- **Work to complete**: Say the number of lines in the records below that hold the word "upper", and only that number.

+ + +

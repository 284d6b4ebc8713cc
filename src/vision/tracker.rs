use opencv::core::{self, Point2f, Rect, RotatedRect, Scalar, Size, TermCriteria, Vector};
use opencv::{imgproc, prelude::*, video};

/// Number of bins of the hue histogram describing the tracked object.
pub const HUE_BINS: i32 = 16;

/// OpenCV stores hue in `0..180` for 8-bit images.
const HUE_RANGE: [f32; 2] = [0.0, 180.0];

/// Only pixels inside this HSV box take part in the histogram and the back-projection. Dull and
/// dark pixels carry unreliable hue.
#[derive(Debug, Clone, Copy)]
pub struct HsvRange {
    pub lower: Scalar,
    pub upper: Scalar,
}

impl Default for HsvRange {
    fn default() -> Self {
        Self {
            lower: Scalar::new(70.0, 100.0, 0.0, 0.0),
            upper: Scalar::new(150.0, 255.0, 255.0, 0.0),
        }
    }
}

/// Follows a coloured region across frames with CamShift on a hue histogram back-projection.
pub struct CamshiftTracker {
    range: HsvRange,
    hist: Option<Mat>,
    track_window: Option<Rect>,
    track_box: Option<RotatedRect>,
    back_projection: Mat,
}

impl CamshiftTracker {
    pub fn new() -> Self {
        Self::with_range(HsvRange::default())
    }

    pub fn with_range(range: HsvRange) -> Self {
        Self {
            range,
            hist: None,
            track_window: None,
            track_box: None,
            back_projection: Mat::default(),
        }
    }

    fn hsv_and_mask(&self, frame: &Mat) -> opencv::Result<(Mat, Mat)> {
        let mut hsv = Mat::default();
        imgproc::cvt_color_def(frame, &mut hsv, imgproc::COLOR_BGR2HSV)?;
        let mut mask = Mat::default();
        core::in_range(&hsv, &self.range.lower, &self.range.upper, &mut mask)?;
        Ok((hsv, mask))
    }

    /// Learn the colour of `selection` in `frame` and start tracking it from there.
    ///
    /// The selection is clipped to the frame first. Returns `false`, leaving the tracker as it
    /// was, when nothing of the selection lies inside the frame.
    pub fn select(&mut self, frame: &Mat, selection: Rect) -> opencv::Result<bool> {
        let Some(selection) = clip_to_frame(selection, frame.size()?) else {
            log::warn!(
                "Ignoring a selection outside the frame: {}x{} at ({}, {})",
                selection.width,
                selection.height,
                selection.x,
                selection.y
            );
            return Ok(false);
        };
        let (hsv, mask) = self.hsv_and_mask(frame)?;
        let hsv_roi = Mat::roi(&hsv, selection)?.try_clone()?;
        let mask_roi = Mat::roi(&mask, selection)?.try_clone()?;

        let mut hist = Mat::default();
        imgproc::calc_hist(
            &Vector::<Mat>::from_iter([hsv_roi]),
            &Vector::<i32>::from_slice(&[0]),
            &mask_roi,
            &mut hist,
            &Vector::<i32>::from_slice(&[HUE_BINS]),
            &Vector::<f32>::from_slice(&HUE_RANGE),
            false,
        )?;
        let mut normalized = Mat::default();
        core::normalize(
            &hist,
            &mut normalized,
            0.0,
            255.0,
            core::NORM_MINMAX,
            -1,
            &core::no_array(),
        )?;

        log::info!(
            "Tracking a {}x{} region at ({}, {})",
            selection.width,
            selection.height,
            selection.x,
            selection.y
        );
        self.hist = Some(normalized);
        self.track_window = Some(selection);
        self.track_box = None;
        Ok(true)
    }

    pub fn is_tracking(&self) -> bool {
        self.hist.is_some()
    }

    /// Move the track window to where the selected colour is in `frame`.
    ///
    /// Returns `None` until a region has been selected, or once the track window has collapsed.
    pub fn update(&mut self, frame: &Mat) -> opencv::Result<Option<RotatedRect>> {
        let (Some(hist), Some(mut window)) = (self.hist.as_ref(), self.track_window) else {
            return Ok(None);
        };
        if window.width <= 0 || window.height <= 0 {
            return Ok(None);
        }
        let (hsv, mask) = self.hsv_and_mask(frame)?;

        let mut prob = Mat::default();
        imgproc::calc_back_project(
            &Vector::<Mat>::from_iter([hsv]),
            &Vector::<i32>::from_slice(&[0]),
            hist,
            &mut prob,
            &Vector::<f32>::from_slice(&HUE_RANGE),
            1.0,
        )?;
        let mut masked = Mat::default();
        core::bitwise_and_def(&prob, &mask, &mut masked)?;

        let criteria = TermCriteria::new(core::TermCriteria_EPS | core::TermCriteria_COUNT, 10, 1.0)?;
        let track_box = video::cam_shift(&masked, &mut window, criteria)?;

        self.track_window = Some(window);
        self.track_box = Some(track_box);
        self.back_projection = masked;
        Ok(Some(track_box))
    }

    pub fn track_box(&self) -> Option<RotatedRect> {
        self.track_box
    }

    /// Centre of the current track box.
    pub fn point(&self) -> Option<Point2f> {
        self.track_box.as_ref().map(|b| b.center)
    }

    /// The masked back-projection computed by the last [`CamshiftTracker::update`].
    pub fn back_projection(&self) -> &Mat {
        &self.back_projection
    }
}

impl Default for CamshiftTracker {
    fn default() -> Self {
        Self::new()
    }
}

/// The part of `rect` inside a frame of `size`, or `None` if they do not overlap.
fn clip_to_frame(rect: Rect, size: Size) -> Option<Rect> {
    let x0 = rect.x.max(0);
    let y0 = rect.y.max(0);
    let x1 = (rect.x + rect.width).min(size.width);
    let y1 = (rect.y + rect.height).min(size.height);
    (x1 > x0 && y1 > y0).then(|| Rect::new(x0, y0, x1 - x0, y1 - y0))
}

/// Draw the track box as an ellipse, skipping degenerate boxes.
pub fn draw_track_box(img: &mut Mat, track_box: &RotatedRect, color: Scalar) -> opencv::Result<()> {
    if track_box.size.width > 0.0 && track_box.size.height > 0.0 {
        imgproc::ellipse_rotated_rect(img, *track_box, color, 2, imgproc::LINE_8)?;
    }
    Ok(())
}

+ + +

- **Exercise output**: 3